Une mèche violette ? Elle jeta un coup d'œil rapide aux étagères encombrées de matériel technologique. Deux drones Kanmushi accrochèrent son regard. Merde. Merde, merde, merde. Elle couru vers le cadavre, arrachant à moitié la couverture qui l'emballait. Les chairs flasques pendaient, signe d'une massive perte de poids, au moins cent kilos, facile. Il ne restait pas grand-chose du visage, pas assez pour l'identifier.

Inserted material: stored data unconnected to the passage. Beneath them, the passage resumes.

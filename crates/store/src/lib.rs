//! Persistence and query layer for the RTM sentiment pipeline.
//!
//! This crate handles:
//! - Append-and-dedupe merging of fresh canonical rows
//! - The SQLite-backed enriched dataset
//! - Collection cycles (merge, rescore, persist)
//! - Latest/history reads over a persisted snapshot

pub mod merge;
pub mod dataset;
pub mod pipeline;
pub mod query;

pub use merge::merge;
pub use dataset::DatasetStore;
pub use pipeline::{collect_and_update, CycleReport};
pub use query::DatasetQuery;
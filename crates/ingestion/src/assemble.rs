//! Dataset assembly.
//!
//! Joins the per-zone price points with the zone-independent load points on
//! the hour, then forward-fills load gaps within each zone's series.

use rtm_core::{CanonicalRecord, CanonicalTable, LoadPoint, PricePoint, Timestamp, Zone};
use std::collections::HashMap;

/// Build a canonical table from normalized price and load points.
///
/// Output is sorted by (zone, timestamp). A row without a load for its hour
/// takes the previous load of the same zone; leading gaps stay `None`.
pub fn assemble(prices: &[PricePoint], loads: &[LoadPoint]) -> CanonicalTable {
    if prices.is_empty() {
        return Vec::new();
    }

    let load_by_hour: HashMap<Timestamp, f64> = loads
        .iter()
        .map(|point| (point.timestamp, point.system_load))
        .collect();

    let mut table: CanonicalTable = prices
        .iter()
        .map(|point| CanonicalRecord {
            timestamp: point.timestamp,
            zone: point.zone,
            price: Some(point.price),
            system_load: load_by_hour.get(&point.timestamp).copied(),
        })
        .collect();

    table.sort_by_key(|record| record.key());
    forward_fill_load(&mut table);
    table
}

/// Fill missing loads from the previous row of the same zone.
///
/// Expects the table sorted by (zone, timestamp).
pub fn forward_fill_load(table: &mut [CanonicalRecord]) {
    let mut previous: Option<(Zone, f64)> = None;

    for record in table.iter_mut() {
        match (record.system_load, previous) {
            (Some(load), _) => previous = Some((record.zone, load)),
            (None, Some((zone, load))) if zone == record.zone => record.system_load = Some(load),
            (None, _) => previous = None,
        }
    }
}

#[cfg(test)]
mod tests {
    use super::*;
    use chrono::{Duration, TimeZone, Utc};

    fn hour(h: i64) -> Timestamp {
        Utc.with_ymd_and_hms(2024, 1, 1, 0, 0, 0).unwrap() + Duration::hours(h)
    }

    fn price(zone: Zone, h: i64, price: f64) -> PricePoint {
        PricePoint {
            zone,
            timestamp: hour(h),
            price,
        }
    }

    fn load(h: i64, system_load: f64) -> LoadPoint {
        LoadPoint {
            timestamp: hour(h),
            system_load,
        }
    }

    #[test]
    fn test_join_and_sort() {
        let prices = vec![
            price(Zone::West, 0, 30.0),
            price(Zone::North, 1, 21.0),
            price(Zone::North, 0, 20.0),
        ];
        let loads = vec![load(0, 1000.0), load(1, 1100.0)];

        let table = assemble(&prices, &loads);
        assert_eq!(table.len(), 3);
        assert_eq!(table[0].key(), (Zone::North, hour(0)));
        assert_eq!(table[0].system_load, Some(1000.0));
        assert_eq!(table[1].key(), (Zone::North, hour(1)));
        assert_eq!(table[1].system_load, Some(1100.0));
        assert_eq!(table[2].key(), (Zone::West, hour(0)));
        assert_eq!(table[2].system_load, Some(1000.0));
    }

    #[test]
    fn test_forward_fill_stays_within_zone() {
        let prices = vec![
            price(Zone::North, 0, 20.0),
            price(Zone::North, 1, 21.0),
            price(Zone::North, 2, 22.0),
            price(Zone::West, 1, 30.0),
            price(Zone::West, 2, 31.0),
        ];
        // Only hour 0 has a load.
        let loads = vec![load(0, 1000.0)];

        let table = assemble(&prices, &loads);
        let north: Vec<_> = table.iter().filter(|r| r.zone == Zone::North).collect();
        assert!(north.iter().all(|r| r.system_load == Some(1000.0)));

        // WEST has no prior load of its own to carry.
        let west: Vec<_> = table.iter().filter(|r| r.zone == Zone::West).collect();
        assert!(west.iter().all(|r| r.system_load.is_none()));
    }

    #[test]
    fn test_no_loads() {
        let table = assemble(&[price(Zone::South, 0, 10.0)], &[]);
        assert_eq!(table.len(), 1);
        assert_eq!(table[0].system_load, None);
        assert_eq!(table[0].price, Some(10.0));
    }

    #[test]
    fn test_no_prices() {
        assert!(assemble(&[], &[load(0, 1000.0)]).is_empty());
    }
}
//! Sentiment scoring for the RTM sentiment pipeline.
//!
//! This crate handles:
//! - Trailing-window median, MAD and mean per zone
//! - Robust price z-scores and load percentage deviations
//! - Bounded sub-scores, weighted sentiment and buckets

pub mod window;
pub mod scoring;
pub mod engine;

pub use window::RollingWindow;
pub use engine::{score_table, SentimentEngine};
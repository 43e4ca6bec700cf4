//! One collection cycle: merge fresh rows into the stored table, rescore and persist.

use crate::dataset::DatasetStore;
use crate::merge::merge;
use rtm_core::{CanonicalRecord, EnrichedTable, Result};
use rtm_sentiment::SentimentEngine;

/// Outcome of a collection cycle.
#[derive(Debug, Clone)]
pub struct CycleReport {
    /// Rows in the fresh batch.
    pub fetched: usize,
    /// Rows persisted before the cycle.
    pub existing: usize,
    /// Rows persisted after the cycle.
    pub combined: usize,
    pub table: EnrichedTable,
}

/// Merge `fresh` into the stored dataset, rescore every zone, and persist.
///
/// The read-merge-score-write sequence runs inside a single write
/// transaction. An empty batch leaves the dataset untouched.
pub fn collect_and_update(
    store: &mut DatasetStore,
    fresh: &[CanonicalRecord],
    engine: &SentimentEngine,
) -> Result<CycleReport> {
    if fresh.is_empty() {
        tracing::warn!("no fresh rows collected, keeping existing dataset");
        let table = store.load()?;
        return Ok(CycleReport {
            fetched: 0,
            existing: table.len(),
            combined: table.len(),
            table,
        });
    }

    let mut existing_rows = 0;
    let table = store.update_with(|stored| {
        existing_rows = stored.len();
        let canonical: Vec<CanonicalRecord> = stored.into_iter().map(|r| r.record).collect();
        let merged = merge(&canonical, fresh);
        Ok(engine.score(&merged))
    })?;

    tracing::info!(
        fetched = fresh.len(),
        existing = existing_rows,
        combined = table.len(),
        "collection cycle complete"
    );

    Ok(CycleReport {
        fetched: fresh.len(),
        existing: existing_rows,
        combined: table.len(),
        table,
    })
}
//! Configuration structures for the RTM sentiment pipeline.

use crate::error::{Error, Result};
use serde::{Deserialize, Serialize};
use std::path::{Path, PathBuf};

/// Main configuration.
#[derive(Debug, Clone, Default, PartialEq, Serialize, Deserialize)]
#[serde(default)]
pub struct Config {
    /// Sentiment scoring configuration.
    pub sentiment: SentimentConfig,
    /// Collection cycle configuration.
    pub collection: CollectionConfig,
    /// Read path configuration.
    pub query: QueryConfig,
}

impl Config {
    /// Parse a configuration from JSON. Missing sections use defaults.
    pub fn from_json_str(json: &str) -> Result<Self> {
        let config: Config = serde_json::from_str(json)?;
        config.validate()?;
        Ok(config)
    }

    /// Load a configuration file.
    pub fn from_file(path: impl AsRef<Path>) -> Result<Self> {
        let json = std::fs::read_to_string(path)?;
        Self::from_json_str(&json)
    }

    /// Check cross-field constraints.
    pub fn validate(&self) -> Result<()> {
        self.sentiment.validate()?;
        self.query.validate()?;
        if self.collection.lookback_hours == 0 {
            return Err(Error::config("collection.lookback_hours must be positive"));
        }
        Ok(())
    }
}

/// Relative weights of the price and load sub-scores.
#[derive(Debug, Clone, Copy, PartialEq, Serialize, Deserialize)]
pub struct SentimentWeights {
    pub price: f64,
    pub load: f64,
}

impl Default for SentimentWeights {
    fn default() -> Self {
        Self {
            price: 0.6,
            load: 0.4,
        }
    }
}

impl SentimentWeights {
    /// Scale the weights to sum to one, falling back to the default split
    /// when either weight is negative or non-finite, or both are zero.
    pub fn normalized(self) -> Self {
        let usable = |w: f64| w.is_finite() && w >= 0.0;
        let total = self.price + self.load;
        if !usable(self.price) || !usable(self.load) || !(total.is_finite() && total > 0.0) {
            return Self::default();
        }
        Self {
            price: self.price / total,
            load: self.load / total,
        }
    }
}

/// Rolling baseline and weighting configuration.
#[derive(Debug, Clone, PartialEq, Serialize, Deserialize)]
#[serde(default)]
pub struct SentimentConfig {
    /// Rolling window length in observations (hourly rows).
    pub window_hours: u32,
    /// Observations required before a baseline is defined.
    pub min_periods: u32,
    /// Sub-score weights.
    pub weights: SentimentWeights,
}

impl Default for SentimentConfig {
    fn default() -> Self {
        Self {
            window_hours: 24 * 7,
            min_periods: 24,
            weights: SentimentWeights::default(),
        }
    }
}

impl SentimentConfig {
    pub fn validate(&self) -> Result<()> {
        if self.window_hours == 0 {
            return Err(Error::config("sentiment.window_hours must be positive"));
        }
        if self.min_periods > self.window_hours {
            return Err(Error::config(format!(
                "sentiment.min_periods ({}) exceeds window_hours ({})",
                self.min_periods, self.window_hours
            )));
        }
        let SentimentWeights { price, load } = self.weights;
        if !price.is_finite() || !load.is_finite() || price < 0.0 || load < 0.0 {
            return Err(Error::config(format!(
                "sentiment.weights must be finite and non-negative (price={price}, load={load})"
            )));
        }
        Ok(())
    }
}

/// Collection cycle configuration.
#[derive(Debug, Clone, PartialEq, Serialize, Deserialize)]
#[serde(default)]
pub struct CollectionConfig {
    /// Hours in the past to refresh on each run.
    pub lookback_hours: u32,
    /// Persisted dataset location.
    pub dataset_path: PathBuf,
    /// How long an updater waits for another writer to finish.
    pub busy_timeout_secs: u64,
}

impl Default for CollectionConfig {
    fn default() -> Self {
        Self {
            lookback_hours: 48,
            dataset_path: PathBuf::from("data/rtm.sqlite3"),
            busy_timeout_secs: 30,
        }
    }
}

/// Read path configuration.
#[derive(Debug, Clone, PartialEq, Serialize, Deserialize)]
#[serde(default)]
pub struct QueryConfig {
    /// Hours returned by `history` when the caller does not say.
    pub default_history_hours: u32,
    /// Upper bound on `history` lookback.
    pub max_history_hours: u32,
}

impl Default for QueryConfig {
    fn default() -> Self {
        Self {
            default_history_hours: 24,
            max_history_hours: 24 * 14,
        }
    }
}

impl QueryConfig {
    pub fn validate(&self) -> Result<()> {
        if self.max_history_hours == 0 {
            return Err(Error::config("query.max_history_hours must be positive"));
        }
        if self.default_history_hours == 0 || self.default_history_hours > self.max_history_hours {
            return Err(Error::config(format!(
                "query.default_history_hours must be in 1..={}",
                self.max_history_hours
            )));
        }
        Ok(())
    }
}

Elle tira de son enregistrement oculaire une image venue d'un autre temps, prise au fond d'un van. Difficile de faire le lien avec la graisse en moins, mais les drones, les traces d'obésité morbide, les cheveux violets… Une chape de plomb descendit sur son estomac pendant qu'une sueur froide lui coulait le long des omoplates. Son Ange Gardien, le maître des drones. Celui qui avait veillé sur elle plusieurs fois, de ses yeux électroniques, prêt à envoyer des renforts au moindre souci, anticipant ses mouvements, élargissant sa vision, lui apportant sécurité, toujours prêts à l'aider au creux de son oreille… Et elle, elle l'avait tué. Sans même un remord.
Elle se laissa tomber contre le mur le plus proche, contemplant le petit cadavre au milieu de la pièce. Ce n'était qu'un doute, ce n'était peut être pas lui. Quelles étaient les chances ? Infime, surement, mais les détails… Elle avait tué des gens, mais ce n'était que… Que des pantins corpos, ou des gens qui en voulait à sa vie. Ils n'avaient pas vraiment de réalité, autre que celle d'être venu chercher leur mort, ou autre au mauvais endroit au mauvais moment. Mais là, c'était différent. Lui, elle le connaissait. Pas son vrai nom, bien sur, un pseudo qui prêtait à sourire. Mais ils avaient vécu des choses ensembles. Elle l'avait vu, en vrai, une petite exclusivité qui à ses yeux renforçait le lien qu'ils avaient. Elle l'avait perdu de vue, mais il gardait toujours une place dans ses ombres personnelles. Et elle l'avait abattu. Elle le sentait au fond de ses tripes, ce n'était pas une coïncidence, une vague ressemblance. C'était lui.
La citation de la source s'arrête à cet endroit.